En résumé, tu es comme un guide ?

C’est le but. On doit être leur guide, leur apporter un maximum d’informations. D’ailleurs, je les préviens : « je vais peut-être parler beaucoup, vous donner beaucoup d’informations, peut-être trop, alors n’hésitez pas à m’arrêter ». Mais pour moi, l’objectif est que les gens repartent de la journée en ayant emmagasiné plein d’expériences, d’informations, pour eux-mêmes, ou pour le raconter ensuite. Le but est qu’ils passent une agréable journée en notre compagnie, qu’ils découvrent le vélo s’ils ne le connaissent pas. On doit parfois leur apprendre le B-A-BA. D’autres sont connaisseurs et on essaie donc d’être plus techniques. Il faut s’adapter aux invités qu’on a en face.

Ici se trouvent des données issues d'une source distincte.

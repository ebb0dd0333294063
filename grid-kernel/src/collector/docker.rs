//! Docker Engine access through `bollard`.
//!
//! - local: the daemon socket (`/var/run/docker.sock`)
//! - http:  an engine exposed on `tcp://host:2375` / `http://host:2375`
//! - ssh:   `ssh -N -L <tmp socket>:/var/run/docker.sock user@host`, then the
//!   forwarded socket is used like a local one
//!
//! The tunnel process is spawned with `kill_on_drop` and its socket file is
//! removed when the session goes away, closed or not.

use super::{ContainerRuntime, RuntimeAccess, RuntimeConnector};
use crate::config::SshConf;
use crate::error::{GridError, GridResult};
use crate::models::{PortMapping, WorkloadRecord};
use async_trait::async_trait;
use bollard::container::ListContainersOptions;
use bollard::models::{ContainerSummary, Port};
use bollard::{Docker, API_DEFAULT_VERSION};
use parking_lot::Mutex;
use std::path::{Path, PathBuf};
use std::process::Stdio;
use std::sync::atomic::{AtomicUsize, Ordering};
use std::time::Duration;
use tokio::io::AsyncReadExt;
use tokio::process::{Child, Command};
use tokio::time::Instant;
use tracing::debug;

pub const DOCKER_SOCKET: &str = "/var/run/docker.sock";

static TUNNELS: AtomicUsize = AtomicUsize::new(0);

#[derive(Debug, Clone)]
pub struct DockerConnector {
    socket: String,
    ssh_connect_timeout: Duration,
    request_timeout: Duration,
}

impl DockerConnector {
    pub fn new(ssh: &SshConf, request_timeout: Duration) -> Self {
        Self {
            socket: DOCKER_SOCKET.to_string(),
            ssh_connect_timeout: Duration::from_secs(ssh.connect_timeout_secs.max(1)),
            request_timeout,
        }
    }

    pub fn with_socket(mut self, socket: impl Into<String>) -> Self {
        self.socket = socket.into();
        self
    }

    fn engine_on_socket(&self, label: &str, path: &str) -> GridResult<Docker> {
        Docker::connect_with_socket(path, self.request_timeout.as_secs().max(1), API_DEFAULT_VERSION)
            .map_err(|e| GridError::collection(label, format!("docker socket {path}: {e}")))
    }
}

#[async_trait]
impl RuntimeConnector for DockerConnector {
    async fn connect(&self, access: &RuntimeAccess) -> GridResult<Box<dyn ContainerRuntime>> {
        let label = access.to_string();
        let (docker, tunnel) = match access {
            RuntimeAccess::Local => {
                if tokio::fs::metadata(&self.socket).await.is_err() {
                    return Err(GridError::collection("local", format!("no docker socket at {}", self.socket)));
                }
                (self.engine_on_socket(&label, &self.socket)?, None)
            }
            RuntimeAccess::Http(base) => {
                let docker = Docker::connect_with_http(base, self.request_timeout.as_secs().max(1), API_DEFAULT_VERSION)
                    .map_err(|e| GridError::collection(&label, format!("docker engine {base}: {e}")))?;
                (docker, None)
            }
            RuntimeAccess::Ssh(target) => {
                let tunnel = SshTunnel::open(target, &self.socket, self.ssh_connect_timeout).await?;
                let local = tunnel.local.to_string_lossy().into_owned();
                (self.engine_on_socket(&label, &local)?, Some(tunnel))
            }
        };

        Ok(Box::new(DockerSession {
            docker: Mutex::new(Some(docker)),
            tunnel: Mutex::new(tunnel),
            access: access.clone(),
            timeout: self.request_timeout,
        }))
    }
}

/// Socket docker distant exposé localement via `ssh -L`
struct SshTunnel {
    child: Child,
    local: PathBuf,
}

/// Arguments ssh (sans le programme) pour forwarder `remote` sur `local`
pub fn tunnel_args(target: &str, local: &Path, remote: &str, connect_timeout: Duration) -> Vec<String> {
    vec![
        "-o".into(),
        "BatchMode=yes".into(),
        "-o".into(),
        format!("ConnectTimeout={}", connect_timeout.as_secs().max(1)),
        "-o".into(),
        "ExitOnForwardFailure=yes".into(),
        "-N".into(),
        "-L".into(),
        format!("{}:{remote}", local.display()),
        target.to_string(),
    ]
}

impl SshTunnel {
    async fn open(target: &str, remote: &str, connect_timeout: Duration) -> GridResult<Self> {
        let local = std::env::temp_dir().join(format!(
            "grid-{}-{}.sock",
            std::process::id(),
            TUNNELS.fetch_add(1, Ordering::Relaxed)
        ));
        debug!("opening ssh tunnel to {target} on {}", local.display());

        let child = Command::new("ssh")
            .args(tunnel_args(target, &local, remote, connect_timeout))
            .stdin(Stdio::null())
            .stdout(Stdio::null())
            .stderr(Stdio::piped())
            .kill_on_drop(true)
            .spawn()
            .map_err(|e| GridError::collection(target, format!("spawn ssh: {e}")))?;
        let mut tunnel = SshTunnel { child, local };

        // ssh ne signale pas la mise en place du forward : on attend la socket
        let deadline = Instant::now() + connect_timeout + Duration::from_secs(1);
        loop {
            if tokio::fs::metadata(&tunnel.local).await.is_ok() {
                return Ok(tunnel);
            }
            if let Some(status) = tunnel.child.try_wait().map_err(|e| GridError::collection(target, e))? {
                let mut stderr = String::new();
                if let Some(mut pipe) = tunnel.child.stderr.take() {
                    let _ = pipe.read_to_string(&mut stderr).await;
                }
                return Err(GridError::collection(target, format!("ssh exited ({status}): {}", stderr.trim())));
            }
            if Instant::now() >= deadline {
                return Err(GridError::Timeout(format!("ssh tunnel to {target} after {connect_timeout:?}")));
            }
            tokio::time::sleep(Duration::from_millis(50)).await;
        }
    }
}

impl Drop for SshTunnel {
    fn drop(&mut self) {
        let _ = self.child.start_kill();
        let _ = std::fs::remove_file(&self.local);
    }
}

pub struct DockerSession {
    docker: Mutex<Option<Docker>>,
    tunnel: Mutex<Option<SshTunnel>>,
    access: RuntimeAccess,
    timeout: Duration,
}

#[async_trait]
impl ContainerRuntime for DockerSession {
    async fn list_workloads(&self) -> GridResult<Vec<WorkloadRecord>> {
        let Some(docker) = self.docker.lock().clone() else {
            return Err(GridError::collection(&self.access.to_string(), "session closed"));
        };
        debug!("listing containers on {}", self.access);

        let options = ListContainersOptions::<String> { all: false, ..Default::default() };
        let summaries = tokio::time::timeout(self.timeout, docker.list_containers(Some(options)))
            .await
            .map_err(|_| GridError::Timeout(format!("container listing on {} after {:?}", self.access, self.timeout)))?
            .map_err(|e| GridError::collection(&self.access.to_string(), e))?;

        Ok(summaries.into_iter().map(workload_from_summary).collect())
    }

    async fn close(&self) {
        let engine = self.docker.lock().take();
        let tunnel = self.tunnel.lock().take();
        if engine.is_some() {
            debug!("closed docker session {}", self.access);
        }
        drop(tunnel);
    }
}

/// Entrée de `/containers/json` vers le record mis en cache
pub fn workload_from_summary(summary: ContainerSummary) -> WorkloadRecord {
    WorkloadRecord {
        id: summary.id.unwrap_or_default(),
        names: summary.names.unwrap_or_default(),
        image: summary.image.unwrap_or_default(),
        ports: summary.ports.unwrap_or_default().into_iter().map(port_mapping).collect(),
        created: summary.created.unwrap_or_default(),
    }
}

fn port_mapping(port: Port) -> PortMapping {
    PortMapping {
        ip: port.ip.filter(|ip| !ip.is_empty()),
        private_port: port.private_port,
        public_port: port.public_port,
        protocol: port.typ.map(|t| t.to_string()).unwrap_or_default(),
    }
}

« Comme en tant que coureur, on peut toujours faire mieux »

Quelle est l’importance de cette branche de l’équipe ?

Avant toute chose, le point de départ, c’est Marc Madiot. S’il n’était pas d’accord pour ouvrir les portes de son équipe, on ne ferait pas tout ça. C’est lui qui insiste, et il a le même mot pour chaque invité qu’il croise : « c’est votre équipe ». C’est intéressant pour nous, car les gens sont tout de suite à l’aise. Quand on a des invités Groupama, FDJ ou d’autres partenaires, ou éventuels futurs partenaires, c’est important de leur montrer comment on fonctionne. Chaque invité a un rôle à jouer dans les appréciations qu’il va donner ou faire remonter. Notre but est vraiment d’ouvrir l’équipe. On n’a rien à cacher et on a la chance que Marc veuille bien ouvrir les portes.

Quel plaisir trouves-tu dans ton rôle actuel ?

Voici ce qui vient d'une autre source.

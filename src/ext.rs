//! # Extension Traits
//!
//! Convenience walks over device stacks.
//!
//! ## Overview
//!
//! [`DeviceHostExt`] provides commonly-needed utility methods built only on
//! the [`DeviceHost`] primitives. They are default methods with a blanket
//! implementation, so every host gets them for free, `dyn DeviceHost`
//! included.
//!
//! ## Available Methods
//!
//! | Method | Description |
//! |--------|-------------|
//! | [`owner_of`](DeviceHostExt::owner_of) | Driver that created a node |
//! | [`is_owned_by`](DeviceHostExt::is_owned_by) | Ownership check, `false` for missing nodes |
//! | [`stack_of`](DeviceHostExt::stack_of) | All nodes of a stack, top first |

use crate::{DeviceHost, DriverId, FilterError, NodeId, NodeRef};

/// Extension methods for any device host.
///
/// # Example
///
/// ```rust
/// use stackfilter::{DeviceHost, DeviceHostExt, DriverId, NodeId};
///
/// fn filtered_by(host: &dyn DeviceHost, volume: NodeId, filter: &DriverId) -> bool {
///     host.stack_of(volume)
///         .into_iter()
///         .any(|node| host.is_owned_by(node, filter))
/// }
/// ```
pub trait DeviceHostExt: DeviceHost {
    /// The driver that created `node`.
    ///
    /// # Errors
    ///
    /// - [`FilterError::NodeNotFound`] if the node does not exist
    fn owner_of(&self, node: NodeId) -> Result<DriverId, FilterError> {
        self.node_info(node).map(|info| info.owner)
    }

    /// Returns `true` if `node` exists and was created by `driver`.
    fn is_owned_by(&self, node: NodeId, driver: &DriverId) -> bool {
        match self.node_info(node) {
            Ok(info) => &info.owner == driver,
            Err(_) => false,
        }
    }

    /// Every node of the stack containing `node`, top of the stack first.
    ///
    /// Returns an empty list if the node does not exist. References taken
    /// during the walk are dropped before returning.
    fn stack_of(&self, node: NodeId) -> Vec<NodeId> {
        let mut stack = Vec::new();
        let Ok(top) = self.reference_top(node) else {
            return stack;
        };
        let mut current = Some(NodeRef::adopt(self, top));
        while let Some(visited) = current {
            stack.push(visited.id());
            current = self
                .reference_lower(visited.id())
                .map(|lower| NodeRef::adopt(self, lower));
        }
        stack
    }
}

// Blanket implementation - every host gets DeviceHostExt for free
impl<H: DeviceHost + ?Sized> DeviceHostExt for H {}

#[cfg(test)]
mod tests {
    use super::*;
    use crate::{Characteristics, DeviceType, MemoryHost, NodeFlags};

    #[test]
    fn ext_is_available_on_trait_objects() {
        fn _check(host: &dyn DeviceHost) -> Vec<NodeId> {
            host.stack_of(NodeId(1))
        }
    }

    #[test]
    fn stack_of_missing_node_is_empty() {
        let host = MemoryHost::new();
        assert!(host.stack_of(NodeId(99)).is_empty());
    }

    #[test]
    fn stack_of_lists_top_first_and_releases_references() {
        let host = MemoryHost::new();
        let disk = DriverId::new("Disk");
        host.add_terminal_driver(&disk);
        let bottom = host
            .create_node(&disk, DeviceType::Disk, NodeFlags::empty(), Characteristics::empty())
            .unwrap();
        let middle = host
            .create_node(&disk, DeviceType::Disk, NodeFlags::empty(), Characteristics::empty())
            .unwrap();
        host.attach(middle, bottom).unwrap();

        assert_eq!(host.stack_of(bottom), vec![middle, bottom]);
        assert_eq!(host.stack_of(middle), vec![middle, bottom]);
        assert_eq!(host.outstanding_references(), 0);
        assert!(host.is_owned_by(middle, &disk));
        assert!(!host.is_owned_by(middle, &DriverId::new("Other")));
        assert_eq!(host.owner_of(bottom).unwrap(), disk);
    }
}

Ce qui me plait avant tout, c’est évidemment d’être dans cette ambiance du vélo, On fait ça car on aime le sport cycliste et car on veut faire découvrir ce monde, qui est quand même particulier, à des gens plus ou moins connaisseurs. C’est ce qui m’anime. J’aime aussi être en déplacement, et ça ressemble d’ailleurs à ma vie de coureur : voyager, rencontrer du monde. Pour l’instant, ça me plait. Je ne dis pas que ce sera nécessairement le cas dans dix ans, mais pour le moment, je reste passionné par cette ambiance.

As-tu aujourd’hui trouvé un fonctionnement optimal dans ton rôle ?

Je le crois, mais je tiens à préciser qu’on forme vraiment un binôme avec Fabrice, sans qui je ne serais pas là. C’est lui qui m’a fait comprendre que je ne serais peut-être pas mauvais dans ce rôle et qu’il fallait essayer. On se joint presque tous les jours au téléphone pour échanger. C’est un travail d’équipe. Lui est plus orienté sur la préparation et la mise en place tandis que je suis plus sur le terrain, mais on échange énormément. Fabrice a plus de trente ans de métier. J’écoute beaucoup ce qu’il me dit et il me conseille. Je sais que j’ai encore besoin de m’améliorer sur certaines choses. Comme en tant que coureur, on peut toujours faire mieux. On peut toujours plus apporter aux gens. Même si je pense que c’est déjà super, et qu’on est généralement très contents de nos journées, on peut toujours mieux faire. C’est ce qui me fait avancer.